Wenn auch mit Unterbrüchen, steigen die Temperaturen im Frutigland langsam an und die Natur erwacht mit farbenprächtigen Wiesen, wohlriechenden Blüten und knirschenden warmen Nadelholzwäldern. Die Natur lädt ein, sie zu erkunden, bei Spaziergängen, mit dem Fahrrad oder anderen Freizeitmöglichkeiten. Leider beginnt mit den höheren Temperaturen auch wieder die Zeckenzeit. Kaum sichtbar im hohen Gras oder im Unterholz, warten die Parasiten auf einen geeigneten Wirt – ein Mensch, ein Hund, eine Katze – oder auch auf Nutztiere.
Jacqueline Rüesch
Zecken sind spinnenartige Parasiten.
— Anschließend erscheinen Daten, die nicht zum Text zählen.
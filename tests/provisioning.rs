#![cfg(feature = "transport-mock")]
use std::time::Duration;
use txn_loadgen::broker::mock::MockBroker;
use txn_loadgen::config::TopicSpec;
use txn_loadgen::error::ProvisionError;
use txn_loadgen::provision::{ProvisionOutcome, ensure_topic, provision_or_continue};

const TIMEOUT: Duration = Duration::from_secs(10);

fn spec() -> TopicSpec {
    TopicSpec::new("financial_transactions", 5, 3)
}

#[tokio::test]
async fn absent_topic_is_created_with_configured_layout() {
    let broker = MockBroker::new();
    let outcome = ensure_topic(&broker, &spec(), TIMEOUT).await;
    assert_eq!(outcome, Ok(ProvisionOutcome::Created));
    assert_eq!(broker.create_calls(), vec![spec()]);
    assert_eq!(broker.topics().get("financial_transactions"), Some(&5));
}

#[tokio::test]
async fn second_call_reports_already_exists() {
    let broker = MockBroker::new();
    assert_eq!(ensure_topic(&broker, &spec(), TIMEOUT).await, Ok(ProvisionOutcome::Created));
    assert_eq!(
        ensure_topic(&broker, &spec(), TIMEOUT).await,
        Ok(ProvisionOutcome::AlreadyExists)
    );
    assert_eq!(broker.create_calls().len(), 1);
    assert_eq!(broker.list_calls(), 2);
}

#[tokio::test]
async fn existing_topic_is_left_alone() {
    let broker = MockBroker::new().with_topic("financial_transactions", 12);
    assert_eq!(
        ensure_topic(&broker, &spec(), TIMEOUT).await,
        Ok(ProvisionOutcome::AlreadyExists)
    );
    assert!(broker.create_calls().is_empty());
    assert_eq!(broker.topics().get("financial_transactions"), Some(&12));
}

#[tokio::test(start_paused = true)]
async fn slow_listing_times_out_without_creating() {
    let broker = MockBroker::new().with_list_delay(Duration::from_secs(60));
    let outcome = ensure_topic(&broker, &spec(), Duration::from_secs(10)).await;
    assert_eq!(outcome, Err(ProvisionError::Timeout));
    assert!(broker.create_calls().is_empty());
}

#[tokio::test]
async fn unreachable_broker_is_not_fatal() {
    let broker = MockBroker::new().with_unreachable_admin();
    assert!(matches!(
        ensure_topic(&broker, &spec(), TIMEOUT).await,
        Err(ProvisionError::BrokerUnreachable(_))
    ));
    assert_eq!(provision_or_continue(&broker, &spec(), TIMEOUT).await, None);
}

#[tokio::test]
async fn rejected_create_is_reported() {
    let broker = MockBroker::new().with_rejected_create("replication factor larger than brokers");
    let outcome = ensure_topic(&broker, &spec(), TIMEOUT).await;
    assert_eq!(
        outcome,
        Err(ProvisionError::CreateRejected {
            topic: "financial_transactions".into(),
            reason: "replication factor larger than brokers".into(),
        })
    );
    assert_eq!(provision_or_continue(&broker, &spec(), TIMEOUT).await, None);
}

#[tokio::test(start_paused = true)]
async fn concurrent_provisioners_race_but_both_succeed() {
    // Both list before either creates.
    let broker = MockBroker::new().with_list_delay(Duration::from_millis(10));
    let s = spec();
    let (a, b) = tokio::join!(
        ensure_topic(&broker, &s, TIMEOUT),
        ensure_topic(&broker, &s, TIMEOUT)
    );
    let mut outcomes = vec![a.unwrap(), b.unwrap()];
    outcomes.sort_by_key(|o| *o == ProvisionOutcome::AlreadyExists);
    assert_eq!(
        outcomes,
        vec![ProvisionOutcome::Created, ProvisionOutcome::AlreadyExists]
    );
    assert_eq!(broker.create_calls().len(), 2);
}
Sie nutzen deshalb vorwiegend eine Technik namens «Questing»: Das heisst, sie sitzen auf Grashalmen, Blättern oder niedrigen Sträuchern, meist bis etwa ein Meter hoch, strecken ihre Vorderbeine aus und warten. Wenn ein Tier oder Mensch vorbeistreift, klammern sie sich fest und suchen auf dem Körper herumkrabbelnd gezielt eine geeignete Stelle, warm und feucht soll sie sein und mit möglichst dünner Haut, damit sich der Stich auch lohnt.